Dienstag, 6. November 2012

G10


Irgendwo ist zu lesen, dass die Uhrentyp-Bezeichnung G10 zurückgeht auf das Versorgungsformular „G1098“, mit dem Angehörige der britischen Streitkräfte eine neue Armbanduhr anforderten. Später soll die Bezeichnung dann für alle sogenannten „issue watches“ (staatlich ausgegebene Militär-Einheitsuhren) gegolten haben. 
Dieses britische G10-Exemplar ist eine moderne Ausgabe, die sich weniger an Retro-Freaks und Feinmechanik-Enthusiasten richtet, sondern auf pure Alltagstauglichkeit aus ist.
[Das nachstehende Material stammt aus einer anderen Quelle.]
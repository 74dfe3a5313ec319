//! Storage error types

use thiserror::Error;

/// Errors that can occur during storage operations
#[derive(Debug, Error)]
pub enum StorageError {
    #[error("SQLite error: {0}")]
    Sqlite(rusqlite::Error),

    #[error("PostgreSQL error: {0}")]
    Postgres(tokio_postgres::Error),

    #[error("Connection error: {0}")]
    Connection(String),

    #[error("Constraint violation: {0}")]
    ConstraintViolation(String),

    #[error("Serialization error: {0}")]
    Serialization(String),

    #[error("Storage task failed: {0}")]
    Task(String),
}

/// Result type for storage operations
pub type StorageResult<T> = Result<T, StorageError>;

impl From<rusqlite::Error> for StorageError {
    fn from(err: rusqlite::Error) -> Self {
        match &err {
            rusqlite::Error::SqliteFailure(e, _)
                if e.code == rusqlite::ErrorCode::ConstraintViolation =>
            {
                Self::ConstraintViolation(err.to_string())
            }
            rusqlite::Error::SqliteFailure(e, _)
                if e.code == rusqlite::ErrorCode::CannotOpen =>
            {
                Self::Connection(err.to_string())
            }
            _ => Self::Sqlite(err),
        }
    }
}

impl From<tokio_postgres::Error> for StorageError {
    fn from(err: tokio_postgres::Error) -> Self {
        use tokio_postgres::error::SqlState;

        if err.is_closed() {
            return Self::Connection(err.to_string());
        }

        match err.code() {
            Some(code)
                if *code == SqlState::UNIQUE_VIOLATION
                    || *code == SqlState::CHECK_VIOLATION
                    || *code == SqlState::NOT_NULL_VIOLATION
                    || *code == SqlState::INTEGRITY_CONSTRAINT_VIOLATION =>
            {
                Self::ConstraintViolation(err.to_string())
            }
            _ => Self::Postgres(err),
        }
    }
}
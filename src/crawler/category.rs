//! Category resolution from detail pages

use crate::catalog::UNKNOWN_CATEGORY;
use crate::crawler::fetcher::fetch_page;
use crate::crawler::parser::extract_category;
use reqwest::Client;

/// Outcome of a category lookup
///
/// A lookup never fails outright; callers get either the label or the reason
/// it fell back to `UNKNOWN_CATEGORY`.
#[derive(Debug, Clone, PartialEq, Eq)]
pub enum CategoryResolution {
    Resolved(String),
    Unknown { reason: String },
}

impl CategoryResolution {
    /// Label to store for this item
    pub fn label(&self) -> &str {
        match self {
            Self::Resolved(category) => category,
            Self::Unknown { .. } => UNKNOWN_CATEGORY,
        }
    }

    pub fn into_label(self) -> String {
        match self {
            Self::Resolved(category) => category,
            Self::Unknown { .. } => UNKNOWN_CATEGORY.to_string(),
        }
    }

    pub fn is_resolved(&self) -> bool {
        matches!(self, Self::Resolved(_))
    }
}

/// Fetches an item's detail page and reads its category from the breadcrumb
pub async fn resolve_category(client: &Client, detail_url: &str) -> CategoryResolution {
    let body = match fetch_page(client, detail_url).await {
        Ok(body) => body,
        Err(e) => {
            tracing::debug!("Category lookup failed for {}: {}", detail_url, e);
            return CategoryResolution::Unknown {
                reason: e.to_string(),
            };
        }
    };

    match extract_category(&body) {
        Some(category) => CategoryResolution::Resolved(category),
        None => {
            tracing::debug!("No breadcrumb category on {}", detail_url);
            CategoryResolution::Unknown {
                reason: "breadcrumb has no category entry".to_string(),
            }
        }
    }
}
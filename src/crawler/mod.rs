//! Crawler module for catalog fetching and processing
//!
//! This module contains the crawl-extract-transform-load pipeline:
//! - HTTP fetching
//! - HTML extraction of items, pagination and breadcrumbs
//! - Pagination discovery
//! - Category resolution from detail pages
//! - The bounded page worker pool
//! - Overall crawl coordination

mod category;
mod coordinator;
mod discovery;
mod fetcher;
mod parser;
mod pool;

pub use category::{resolve_category, CategoryResolution};
pub use coordinator::{run_crawl, Coordinator};
pub use discovery::discover_pages;
pub use fetcher::{build_http_client, fetch_page};
pub use parser::{extract_category, extract_listings, extract_next_page, ExtractedListings};
pub use pool::{process_page, PageWorkerPool};

use crate::config::Config;
use crate::output::CrawlSummary;
use crate::CatalogError;

/// Runs a complete crawl operation
///
/// This is the main entry point for a crawl. It will:
/// 1. Create the catalog table if needed
/// 2. Follow pagination to find every catalog page
/// 3. Process the pages on a bounded worker pool
/// 4. Log and return the run summary
pub async fn crawl(config: Config) -> Result<CrawlSummary, CatalogError> {
    run_crawl(config).await
}
use crate::config::types::{Config, CrawlerConfig, PostgresConfig, StoreConfig};
use crate::ConfigError;
use url::Url;

/// Validates the entire configuration
pub fn validate(config: &Config) -> Result<(), ConfigError> {
    validate_crawler_config(&config.crawler)?;
    validate_store_config(&config.store)?;
    Ok(())
}

/// Validates crawler configuration
fn validate_crawler_config(config: &CrawlerConfig) -> Result<(), ConfigError> {
    if config.workers < 1 || config.workers > 100 {
        return Err(ConfigError::Validation(format!(
            "workers must be between 1 and 100, got {}",
            config.workers
        )));
    }

    if config.timeout_secs < 1 {
        return Err(ConfigError::Validation(
            "timeout must be at least 1 second".to_string(),
        ));
    }

    let start = Url::parse(&config.start_url)
        .map_err(|e| ConfigError::InvalidUrl(format!("Invalid start URL: {}", e)))?;
    if start.scheme() != "http" && start.scheme() != "https" {
        return Err(ConfigError::InvalidUrl(format!(
            "Start URL '{}' must use http or https",
            config.start_url
        )));
    }

    validate_user_agent(&config.user_agent)?;

    Ok(())
}

/// A header value may not be empty or carry control characters
fn validate_user_agent(user_agent: &str) -> Result<(), ConfigError> {
    if user_agent.trim().is_empty() {
        return Err(ConfigError::Validation(
            "user_agent cannot be empty".to_string(),
        ));
    }

    if user_agent.chars().any(|c| c.is_control()) {
        return Err(ConfigError::Validation(
            "user_agent cannot contain control characters".to_string(),
        ));
    }

    Ok(())
}

/// Validates store configuration
fn validate_store_config(config: &StoreConfig) -> Result<(), ConfigError> {
    match config {
        StoreConfig::Sqlite { path } => {
            if path.as_os_str().is_empty() {
                return Err(ConfigError::Validation(
                    "sqlite path cannot be empty".to_string(),
                ));
            }
            Ok(())
        }
        StoreConfig::Postgres(pg) => validate_postgres_config(pg),
    }
}

fn validate_postgres_config(config: &PostgresConfig) -> Result<(), ConfigError> {
    if config.port == 0 {
        return Err(ConfigError::Validation(
            "postgres port cannot be 0".to_string(),
        ));
    }

    if config.host.contains('/') || config.host.contains('@') {
        return Err(ConfigError::Validation(format!(
            "Invalid postgres host: '{}'",
            config.host
        )));
    }

    Ok(())
}
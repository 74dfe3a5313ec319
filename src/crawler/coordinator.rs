//! Crawler coordinator - one full crawl-and-load pass
//!
//! The pass runs in two phases:
//! 1. Bootstrap the store schema and discover every catalog page (sequential)
//! 2. Fan the pages out to the `PageWorkerPool` and summarize the results

use crate::config::Config;
use crate::crawler::discovery::discover_pages;
use crate::crawler::fetcher::build_http_client;
use crate::crawler::pool::PageWorkerPool;
use crate::output::{log_summary, CrawlSummary};
use crate::storage::{StoreConnector, TABLE_NAME};
use crate::CatalogError;
use reqwest::Client;
use std::time::Instant;

/// Main crawler coordinator structure
pub struct Coordinator {
    config: Config,
    client: Client,
    connector: StoreConnector,
}

impl Coordinator {
    /// Creates a new coordinator
    ///
    /// Builds the shared HTTP client and the store connector; nothing touches
    /// the network or the database yet.
    pub fn new(config: Config) -> Result<Self, CatalogError> {
        let client = build_http_client(&config.crawler)?;
        let connector = StoreConnector::from_config(&config.store);

        Ok(Self {
            config,
            client,
            connector,
        })
    }

    pub fn connector(&self) -> &StoreConnector {
        &self.connector
    }

    /// Runs the crawl
    ///
    /// Schema bootstrap and discovery failures are returned as errors. Page
    /// failures are not: they show up in the summary.
    pub async fn run(&self) -> Result<CrawlSummary, CatalogError> {
        tracing::info!(
            "Preparing table {} on {}",
            TABLE_NAME,
            self.connector.describe()
        );
        self.connector.bootstrap().await?;
        tracing::info!("Table created or verified");

        let discovery_start = Instant::now();
        let pages = discover_pages(&self.client, &self.config.crawler.start_url).await?;
        let discovery_elapsed = discovery_start.elapsed();
        let pages_discovered = pages.len();

        let pool = PageWorkerPool::new(
            self.client.clone(),
            self.connector.clone(),
            self.config.crawler.workers,
        );
        tracing::info!(
            "Processing {} pages with {} workers",
            pages_discovered,
            pool.workers()
        );

        let processing_start = Instant::now();
        let reports = pool.run_all(pages).await;
        let processing_elapsed = processing_start.elapsed();

        let summary = CrawlSummary::from_reports(
            pages_discovered,
            &reports,
            discovery_elapsed,
            processing_elapsed,
        );
        log_summary(&summary);

        Ok(summary)
    }
}

/// Runs one full crawl-and-load pass
///
/// # Example
///
/// ```no_run
/// use catalog_harvest::config::load_config;
/// use catalog_harvest::crawler::run_crawl;
///
/// # async fn example() -> Result<(), Box<dyn std::error::Error>> {
/// let config = load_config()?;
/// let summary = run_crawl(config).await?;
/// println!("{} new rows", summary.rows_inserted);
/// # Ok(())
/// # }
/// ```
pub async fn run_crawl(config: Config) -> Result<CrawlSummary, CatalogError> {
    let coordinator = Coordinator::new(config)?;
    coordinator.run().await
}
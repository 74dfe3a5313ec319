//! HTTP fetcher implementation
//!
//! This module handles all HTTP requests for the crawler:
//! - Building the shared HTTP client with the configured user agent
//! - GET requests for catalog and detail pages
//! - Error classification (transport failure vs. non-success status)

use crate::config::CrawlerConfig;
use crate::CatalogError;
use reqwest::Client;
use std::time::Duration;

/// Builds an HTTP client with proper configuration
///
/// The client is cheap to clone (it is reference counted internally) and is
/// shared by discovery and every page task.
///
/// # Example
///
/// ```no_run
/// use catalog_harvest::config::CrawlerConfig;
/// use catalog_harvest::crawler::build_http_client;
///
/// let config = CrawlerConfig {
///     start_url: "https://books.toscrape.com/catalogue/page-1.html".to_string(),
///     workers: 8,
///     user_agent: "CatalogHarvest/1.0".to_string(),
///     timeout_secs: 30,
/// };
///
/// let client = build_http_client(&config).unwrap();
/// ```
pub fn build_http_client(config: &CrawlerConfig) -> Result<Client, reqwest::Error> {
    Client::builder()
        .user_agent(config.user_agent.as_str())
        .timeout(Duration::from_secs(config.timeout_secs))
        .connect_timeout(Duration::from_secs(config.timeout_secs.min(10)))
        .gzip(true)
        .brotli(true)
        .build()
}

/// Fetches a page and returns its decoded body
///
/// | Condition | Result |
/// |-----------|--------|
/// | 2xx | `Ok(body)` |
/// | Other status | `Err(HttpStatus)` |
/// | Connect/timeout/decode failure | `Err(Http)` |
pub async fn fetch_page(client: &Client, url: &str) -> Result<String, CatalogError> {
    let response = client.get(url).send().await.map_err(|source| {
        if source.is_timeout() {
            tracing::debug!("Request timeout for {}", url);
        } else if source.is_connect() {
            tracing::debug!("Connection failed for {}", url);
        }
        CatalogError::Http {
            url: url.to_string(),
            source,
        }
    })?;

    let status = response.status();
    if !status.is_success() {
        return Err(CatalogError::HttpStatus {
            url: url.to_string(),
            status: status.as_u16(),
        });
    }

    response.text().await.map_err(|source| CatalogError::Http {
        url: url.to_string(),
        source,
    })
}
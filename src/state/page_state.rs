/// Page task state definitions
///
/// A task runs `Pending → Fetching → Extracting → ResolvingCategories →
/// Transforming → Writing → Done`. `Failed` is reachable from any non-terminal
/// state. `Done` and `Failed` are terminal.
use crate::CatalogError;
use std::fmt;

/// Represents the current stage of one page task
#[derive(Debug, Clone, Copy, PartialEq, Eq, Hash)]
pub enum PageTaskState {
    // ===== Active States =====
    /// Dispatched to the pool, waiting for a worker slot
    Pending,

    /// Catalog page is being downloaded
    Fetching,

    /// Item summaries are being pulled out of the page
    Extracting,

    /// Detail pages are being fetched for categories
    ResolvingCategories,

    /// Raw items are being normalized
    Transforming,

    /// Records are being written to the store
    Writing,

    // ===== Terminal States =====
    /// Task completed; records (possibly zero) were handed to the store
    Done,

    /// Task hit an unrecovered error
    Failed,
}

impl PageTaskState {
    /// Returns true for `Done` and `Failed`
    pub fn is_terminal(&self) -> bool {
        matches!(self, Self::Done | Self::Failed)
    }

    /// Returns true if the task may still make progress
    pub fn is_active(&self) -> bool {
        !self.is_terminal()
    }

    /// Returns true if this represents a successful completion
    pub fn is_success(&self) -> bool {
        matches!(self, Self::Done)
    }

    /// The state that follows this one on the happy path
    pub fn next(&self) -> Option<Self> {
        match self {
            Self::Pending => Some(Self::Fetching),
            Self::Fetching => Some(Self::Extracting),
            Self::Extracting => Some(Self::ResolvingCategories),
            Self::ResolvingCategories => Some(Self::Transforming),
            Self::Transforming => Some(Self::Writing),
            Self::Writing => Some(Self::Done),
            Self::Done | Self::Failed => None,
        }
    }

    /// Checks whether moving from `self` to `to` is allowed
    pub fn can_transition_to(&self, to: Self) -> bool {
        if self.is_terminal() {
            return false;
        }
        to == Self::Failed || self.next() == Some(to)
    }

    /// Short lowercase name used in logs
    pub fn as_str(&self) -> &'static str {
        match self {
            Self::Pending => "pending",
            Self::Fetching => "fetching",
            Self::Extracting => "extracting",
            Self::ResolvingCategories => "resolving_categories",
            Self::Transforming => "transforming",
            Self::Writing => "writing",
            Self::Done => "done",
            Self::Failed => "failed",
        }
    }

    /// Returns all possible task states
    pub fn all_states() -> Vec<Self> {
        vec![
            Self::Pending,
            Self::Fetching,
            Self::Extracting,
            Self::ResolvingCategories,
            Self::Transforming,
            Self::Writing,
            Self::Done,
            Self::Failed,
        ]
    }
}

impl fmt::Display for PageTaskState {
    fn fmt(&self, f: &mut fmt::Formatter<'_>) -> fmt::Result {
        write!(f, "{}", self.as_str())
    }
}

/// Tracks the state of a single page task
#[derive(Debug, Clone)]
pub struct StateTracker {
    current: PageTaskState,
    /// Stage the task was in when it failed
    failed_in: Option<PageTaskState>,
}

impl StateTracker {
    pub fn new() -> Self {
        Self {
            current: PageTaskState::Pending,
            failed_in: None,
        }
    }

    pub fn current(&self) -> PageTaskState {
        self.current
    }

    pub fn failed_in(&self) -> Option<PageTaskState> {
        self.failed_in
    }

    /// Moves to `to`, rejecting transitions the state machine does not allow
    pub fn advance(&mut self, to: PageTaskState) -> Result<(), CatalogError> {
        if !self.current.can_transition_to(to) {
            return Err(CatalogError::InvalidTransition {
                from: self.current,
                to,
            });
        }
        if to == PageTaskState::Failed {
            self.failed_in = Some(self.current);
        }
        self.current = to;
        Ok(())
    }

    /// Marks the task failed; a no-op once terminal
    pub fn fail(&mut self) {
        if self.current.is_active() {
            self.failed_in = Some(self.current);
            self.current = PageTaskState::Failed;
        }
    }
}

impl Default for StateTracker {
    fn default() -> Self {
        Self::new()
    }
}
Auch ästhetisch, denn die Uhr fällt größer aus und bedient damit eher den heutigen Geschmack. Dennoch bleibt sie betont unauffällig und wird deswegen schnell zum Freund. Nicht zu dem zwar unterhaltsamen, aber auch ziemlich überspannten und geckenhaften Schnösel-Freund mit den Lackschuhen aus der Professoren-Villa die Straße rauf, eher zu dem etwas bulligen, zuverlässigen Kumpel mit den ölverschmierten Händen und dem sozialdemokratischen Vater aus der Arbeitersiedlung die Straße runter. 
Die Uhr ist günstig, quarzbetrieben, äußerst präzise, behebt keine Potenzprobleme, wertet einen sozial nicht auf, kann keine heranstürmenden Nashörner stoppen, strahlt nicht wie ein Honigkuchenpferd, verursacht keinen Augenkrebs und quatscht auch nicht dumm rum. Über der Sechs prangt kennerschaftlich der King’s Broad Arrow (= britisch), das Zifferblatt gehorcht jedoch den Vorgaben amerikanischer „issue watches“ aus den 60ern – also alles ganz genau so, wie es sein muss.